Weather here isn't so bad. We have lots of overcast, common rain, but enough blue in the sky with some sun to offset it all. The rain has yet to be torrential and I'll be ready when it is. Vancouver is a nice city when I can spare the (non-existent) time to ride in. UBC itself is nice, and large, but I feel that there's still a difference from this and real life. There're places to eat, places to go, bars, nightlife, traffic, people, business, work, scenery, and a large enough population to be it's own large town, but life here seems like one step the the left of normal. It might just be the overload of academia.

Other than that I'm fine. I'm living, eating, breathing, thinking, reading, processing, learning, working, writing, calculating, analyzing, listening, saying, speaking, conversing, interacting, socializing, partying, drinking, dancing, playing, acting, dreaming, sleeping, and hoping. I'm still alive.

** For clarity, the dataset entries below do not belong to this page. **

use sea_orm::entity::prelude::*;

#[derive(Clone, Debug, PartialEq, DeriveEntityModel)]
#[sea_orm(table_name = "wishlist")]
pub struct Model {
    #[sea_orm(primary_key)]
    pub id: i64,
    pub user_id: i64,
    pub product_id: i64,
    pub created_at: DateTimeWithTimeZone,
}

#[derive(Copy, Clone, Debug, EnumIter, DeriveRelation)]
pub enum Relation {}

impl ActiveModelBehavior for ActiveModel {}
fn check_prices(price: Decimal, discount_price: Decimal) -> AppResult<()> {
    if price < Decimal::ZERO || discount_price < Decimal::ZERO {
        return Err(AppError::BadRequest("Price cannot be negative".into()));
    }
    if discount_price > price {
        return Err(AppError::BadRequest(
            "Discount price cannot exceed price".into(),
        ));
    }
    Ok(())
}

fn non_blank(value: Option<String>) -> Option<String> {
    value
        .map(|v| v.trim().to_string())
        .filter(|v| !v.is_empty())
}

/// Attach brand, category and images to each product with one query per table.
async fn build_views<C: ConnectionTrait>(
    conn: &C,
    products: Vec<ProductModel>,
) -> Result<Vec<ProductView>, DbErr> {
    if products.is_empty() {
        return Ok(Vec::new());
    }
    let ids: Vec<i64> = products.iter().map(|p| p.id).collect();
    let brand_ids: Vec<i64> = products.iter().map(|p| p.brand_id).collect();
    let category_ids: Vec<i64> = products.iter().map(|p| p.category_id).collect();

    let brand_names: HashMap<i64, String> = Brands::find()
        .filter(brands::Column::Id.is_in(brand_ids))
        .all(conn)
        .await?
        .into_iter()
        .map(|b| (b.id, b.name))
        .collect();
    let category_names: HashMap<i64, String> = Categories::find()
        .filter(categories::Column::Id.is_in(category_ids))
        .all(conn)
        .await?
        .into_iter()
        .map(|c| (c.id, c.name))
        .collect();

    let mut images: HashMap<i64, Vec<ProductImage>> = HashMap::new();
    for img in ProductImages::find()
        .filter(product_images::Column::ProductId.is_in(ids))
        .order_by_desc(product_images::Column::IsMain)
        .order_by_asc(product_images::Column::Id)
        .all(conn)
        .await?
    {
        images
            .entry(img.product_id)
            .or_default()
            .push(ProductImage::from(img));
    }

    Ok(products
        .into_iter()
        .map(|p| ProductView {
            brand_name: brand_names.get(&p.brand_id).cloned(),
            category_name: category_names.get(&p.category_id).cloned(),
            images: images.remove(&p.id).unwrap_or_default(),
            product: Product::from(p),
        })
        .collect())
}
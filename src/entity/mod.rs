pub mod audit_logs;
pub mod brands;
pub mod cart_items;
pub mod categories;
pub mod order_items;
pub mod orders;
pub mod product_images;
pub mod products;
pub mod reviews;
pub mod user_addresses;
pub mod users;
pub mod wishlist;

pub use audit_logs::Entity as AuditLogs;
pub use brands::Entity as Brands;
pub use cart_items::Entity as CartItems;
pub use categories::Entity as Categories;
pub use order_items::Entity as OrderItems;
pub use orders::Entity as Orders;
pub use product_images::Entity as ProductImages;
pub use products::Entity as Products;
pub use reviews::Entity as Reviews;
pub use user_addresses::Entity as UserAddresses;
pub use users::Entity as Users;
pub use wishlist::Entity as Wishlist;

* I'll add that they were spent getting closer to girls in a manner similar to that of mathematical limits; always approaching, never reaching.

University Pictures

How to make bus boy's job a heck of a lot harder.

The straw.

Colour wars.

Work hard, play hard.

How to dress a straight guy.

My desk from an odd angle. Oops.










Local cafeteria convenience store.

The endless stairs I climb endlessly up and down the floors of Shu.

Shuswap, in Totem, I live on floor five (Shu5).

Some over excited "ENGINEERS".

Friday, October 8, 2010

Sitting around

Written yesterday:
"
Wonderland

I'm currently sitting in a garden, European style, something like the rose garden of Alice (and the roses really do look painted). That's because I'm trying to find somewhere to study. I've found that my roommate is usually doing something that, while not necessarily distracting, is annoying like listening to music or laughing at jokes posted on the internet. We get along well, but we each have our different styles, and our preferences in music are almost polar opposites. That's all fine though because I'm not usually in my room. I spend most of my time either in the floor lounge (which actually is distracting) or wandering around campus. Right now, I'm working on the latter.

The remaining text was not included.